Dewan Perwakilan Rakyat (DPR) RI melalui ketuanya, Puan Maharani, menyatakan bahwa negara layak memberikan penghargaan tertinggi kepada tiga prajurit Tentara Nasional Indonesia (TNI) yang gugur di Lebanon. Para prajurit ini merupakan bagian dari Pasukan Sementara Perserikatan Bangsa-Bangsa di Lebanon (UNIFIL) dan gugur akibat serangan Israel. Puan Maharani juga mendorong pemerintah dan TNI untuk memastikan penghormatan yang layak, termasuk pemenuhan hak-hak mereka sebagai pahlawan kemanusiaan.
Insiden tragis ini terjadi dalam dua peristiwa terpisah pada akhir Maret. Prajurit Kepala (Praka) Farizal Rhomadhon gugur pada Minggu (29/3) akibat tembakan artileri di sekitar posisi kontingen UNIFIL Indonesia di dekat Adchit Al Qusayr, Lebanon selatan. Berselang sehari, dua personel lainnya, Kapten (Inf) Zulmi Aditya Iskandar dan Sertu Muhammad Nur Ichwan, gugur dalam serangan terhadap konvoi logistik UNIFIL di dekat Bani Hayyan, Lebanon selatan, pada Senin (30/3).
Selain para prajurit yang gugur, beberapa personel TNI lainnya juga mengalami luka-luka dalam serangan tersebut. Mereka adalah Praka Rico Pramudia, Praka Bayu Prakoso, dan Praka Arif Kurniawan yang terluka pada insiden pertama, serta Lettu (Inf) Sulthan Wirdean Maulana dan Praka Deni Rianto pada insiden kedua. Kejadian ini menjadi pengingat akan risiko tinggi yang dihadapi pasukan perdamaian di zona konflik.
Advertisement
Advertisement
Puan Maharani menyampaikan dukacita mendalam atas gugurnya tiga anak bangsa yang sedang menjalankan tugas kemanusiaan di Lebanon. Ia menegaskan, ketiga putra terbaik Indonesia tersebut gugur saat menjalankan tugas mulia sebagai penjaga perdamaian dunia. Oleh karena itu, sudah selayaknya negara memberikan penghargaan sebaik-baiknya atas pengorbanan mereka.
Pemerintah dan TNI didesak untuk memberikan penghormatan yang layak, termasuk memastikan hak-hak mereka terpenuhi sebagai pahlawan kemanusiaan. Pengorbanan Prajurit TNI Gugur Lebanon ini mencerminkan komitmen Indonesia dalam menjaga stabilitas dan perdamaian global. Kejadian ini juga menyoroti bahaya yang terus mengancam misi perdamaian di wilayah konflik.

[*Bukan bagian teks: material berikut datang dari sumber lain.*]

//! Sandbox runtime facade.
//!
//! [`SandboxRuntime`] bundles the registry, validator, coordinator and audit
//! sink behind the API the host application uses: load a pack securely,
//! execute its operations, adjust its limits and permissions, and unload it.

use std::path::Path;
use std::sync::Arc;

use serde_json::Value;
use tokio_util::sync::CancellationToken;

use crate::audit::{AuditSink, TracingAuditSink};
use crate::config::SandboxConfig;
use crate::coordinator::ExecutionCoordinator;
use crate::error::{Result, ValidationFailure};
use crate::isolation::{IsolationBackend, PackIdentity, PackInfo, PackState};
use crate::loader::PackLoader;
use crate::permissions::{Access, PermissionSet, ResourceLimits, default_permissions};
use crate::registry::PackRegistry;
use crate::wasm::WasmBackend;

/// The pack sandbox.
///
/// Cheaply cloneable; clones share the same registry.
#[derive(Debug, Clone)]
pub struct SandboxRuntime {
    config: Arc<SandboxConfig>,
    registry: PackRegistry,
    coordinator: ExecutionCoordinator,
}

impl SandboxRuntime {
    /// Create a runtime backed by wasmtime that audits to `tracing`.
    pub fn new(config: SandboxConfig) -> Result<Self> {
        config.validate()?;
        let backend = WasmBackend::new(&config)?;
        Self::with_parts(config, Arc::new(backend), Arc::new(TracingAuditSink))
    }

    /// Create a runtime with default configuration.
    pub fn with_defaults() -> Result<Self> {
        Self::new(SandboxConfig::default())
    }

    /// Create a runtime from an explicit backend and audit sink.
    pub fn with_parts(
        config: SandboxConfig,
        backend: Arc<dyn IsolationBackend>,
        audit: Arc<dyn AuditSink>,
    ) -> Result<Self> {
        config.validate()?;
        let registry = PackRegistry::new(&config, backend, audit)?;
        let coordinator = ExecutionCoordinator::new(registry.clone());

        tracing::info!(
            max_pack_size = config.max_pack_size,
            require_signature = config.require_signature,
            trusted_keys = config.trusted_publisher_keys.len(),
            "sandbox runtime initialized"
        );

        Ok(Self {
            config: Arc::new(config),
            registry,
            coordinator,
        })
    }

    /// Return a reference to the runtime configuration.
    pub fn config(&self) -> &SandboxConfig {
        &self.config
    }

    /// Return the underlying registry.
    pub fn registry(&self) -> &PackRegistry {
        &self.registry
    }

    /// Validate and load the pack at `path`.
    ///
    /// `None` grants the configured default permissions.
    pub async fn load_pack_securely(
        &self,
        path: &Path,
        permissions: Option<PermissionSet>,
    ) -> Result<PackIdentity> {
        let permissions = permissions.unwrap_or_else(|| self.config.default_permissions.clone());
        self.registry.load_pack(path, permissions).await
    }

    /// Unload the named pack. Unknown names are a no-op.
    pub async fn unload_pack(&self, name: &str) -> Result<()> {
        self.registry.unload_pack(name).await
    }

    /// `true` when the binary at `path` passes every trust check.
    pub fn validate_pack_signature(&self, path: &Path) -> bool {
        self.registry.validator().validate(path)
    }

    /// Like [`validate_pack_signature`](Self::validate_pack_signature), but
    /// says why a pack is untrusted.
    pub fn check_pack(&self, path: &Path) -> std::result::Result<(), ValidationFailure> {
        self.registry.validator().check(path)
    }

    /// The deny-by-default baseline permissions.
    pub fn default_permissions(&self) -> PermissionSet {
        default_permissions()
    }

    /// Replace the limits of a loaded pack. No-op if absent.
    pub async fn set_resource_limits(&self, name: &str, limits: ResourceLimits) {
        self.registry.set_resource_limits(name, limits).await;
    }

    /// Replace the permission set of a loaded pack. No-op if absent.
    pub async fn set_permissions(&self, name: &str, permissions: PermissionSet) {
        self.registry.set_permissions(name, permissions).await;
    }

    /// Run `method` on the pack called `name` under its execution deadline.
    pub async fn execute_pack_method(
        &self,
        name: &str,
        method: &str,
        args: Value,
        cancel: &CancellationToken,
    ) -> Result<Value> {
        self.coordinator.execute(name, method, args, cancel).await
    }

    /// Snapshot of every loaded pack, sorted by name.
    pub fn loaded_packs(&self) -> Vec<PackInfo> {
        self.registry.list_loaded_packs()
    }

    /// Lifecycle state of `name`.
    pub fn pack_state(&self, name: &str) -> PackState {
        self.registry.state(name)
    }

    /// Check a privileged access on behalf of a pack.
    pub fn authorize(&self, name: &str, access: &Access) -> Result<()> {
        self.registry.authorize(name, access)
    }

    /// Load every pack found in `dir`, skipping the ones that fail.
    pub async fn load_directory(&self, dir: &Path) -> Result<Vec<PackIdentity>> {
        PackLoader::new(dir, self.clone()).load_all().await
    }
}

Kepala Pusat Penerangan Markas Besar TNI Mayjen TNI Aulia Dwi Nasrullah telah mengonfirmasi identitas para prajurit yang gugur dan terluka. Nama-nama tersebut menjadi simbol keberanian dan dedikasi bangsa dalam menjalankan amanat konstitusi untuk turut serta dalam menjaga perdamaian dunia. Insiden ini juga memicu perhatian internasional terhadap keselamatan pasukan perdamaian PBB di Lebanon.
Advertisement
Advertisement
Menurut Puan Maharani, pengorbanan prajurit TNI di Lebanon mengingatkan bahwa posisi Indonesia di panggung internasional dibangun bukan hanya melalui pernyataan politik, melainkan juga melalui keberanian berdiri di garis depan ketika dunia menghadapi konflik. Hal ini menunjukkan peran aktif Indonesia dalam diplomasi perdamaian global.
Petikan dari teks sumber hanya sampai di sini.